Constructed wetlands (CWs) effectively treat aquaculture tailwater but face challenges from greenhouse gas (GHG) emissions affecting their carbon sink potential. Few systematic studies have been conducted to identify the drivers of temporal variation of GHG emissions in CWs. Through year-round monitoring of an integrated vertical flow constructed wetland (IVCW), we identified seasonal dynamics in carbon oxide (CO₂), methane (CH₄), and nitrous oxide (N₂O) emissions, with summer fluxes exceeding winter levels by 12-fold for CH₄ and 3-fold for N₂O. Through the Mantel test, we found that the relative abundance of fulvic acid, tryptophan-like components, and functional groups related to the carbon and nitrogen cycle remarkably modified the temporal variation in CH₄ and N₂O emissions. The variation in CO₂ emission was primarily regulated by chromophoric dissolved organic matter (DOM) concentration and was indirectly influenced by water properties. Redundancy analysis revealed that water physicochemical parameters and DOM characteristics jointly explained 36.0 % and 49.7 % of the variation in bacterial composition at the phylum and genus levels, respectively, with aromaticity and molecular weight of DOM as key determinants.

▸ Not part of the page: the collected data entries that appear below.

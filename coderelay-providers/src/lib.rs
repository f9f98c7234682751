// Lint configuration for this crate
#![warn(missing_docs)]
#![warn(clippy::all)]
#![warn(clippy::pedantic)]
#![allow(clippy::module_name_repetitions)]
#![allow(clippy::must_use_candidate)]

//! # `CodeRelay` Providers
//!
//! Provider adapters and provider resolution for `CodeRelay`.
//!
//! Every provider is a CLI tool driven by a [`LaunchConfig`]. Each built-in
//! preset module includes:
//!
//! - **Descriptor**: Display name, capabilities, default launch config
//! - **Patterns**: Tool-specific failure phrases, checked before the defaults
//! - **Parser**: Usage extraction where the tool reports tokens as free text
//!
//! ## Built-in Presets
//!
//! | Provider | Prompt | Output | Usage source | Streaming |
//! |----------|--------|--------|--------------|-----------|
//! | Claude   | `-p`   | JSON (`/result`) | `/usage` object | No |
//! | Codex    | arg    | text   | "tokens used" summary | Lines |
//! | Gemini   | `-p`   | JSON (`/response`) | `stats.models` | No |
//!
//! Any other id is served by a generic [`CliProvider`] built from the user's
//! launch config, or by a constructor registered on the [`ProviderFactory`].
//!
//! ## Usage
//!
//! ```ignore
//! use coderelay_providers::ProviderFactory;
//!
//! let factory = ProviderFactory::with_path_lookup(Arc::new(config));
//! if let Some(provider) = factory.get_provider("claude").await {
//!     let response = provider.run_once(&request, &options).await?;
//! }
//! ```
//!
//! [`LaunchConfig`]: coderelay_core::LaunchConfig

pub mod cli_provider;
pub mod descriptor;
pub mod factory;
pub mod registry;

// Provider presets (alphabetical)
pub mod claude;
pub mod codex;
pub mod gemini;

// Re-export key types
pub use cli_provider::{CliProvider, usage_from_value};
pub use descriptor::{ProviderDescriptor, ProviderDescriptorBuilder, UsageParser};
pub use factory::{ProviderConstructor, ProviderFactory};
pub use registry::{native_descriptor, native_descriptors, native_ids};

// Re-export preset descriptors
pub use claude::{CLAUDE_ID, claude_descriptor};
pub use codex::{CODEX_ID, codex_descriptor};
pub use gemini::{GEMINI_ID, gemini_descriptor};

#[cfg(test)]
mod cli_provider_tests;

The IVCW functioned as a net carbon sink with a rate of annual carbon sequestration averaging 1532.36 g C m⁻² yr⁻¹, offering substantial potential for emission reductions. By elucidating how seasonal variations in DOM characteristics and microbial community structure influence GHG emissions in CWs, this study advances our understanding of the mechanisms driving the performance of CWs in terms of carbon sequestration. We propose that regular plant harvesting can enhance the role of CWs as carbon sinks.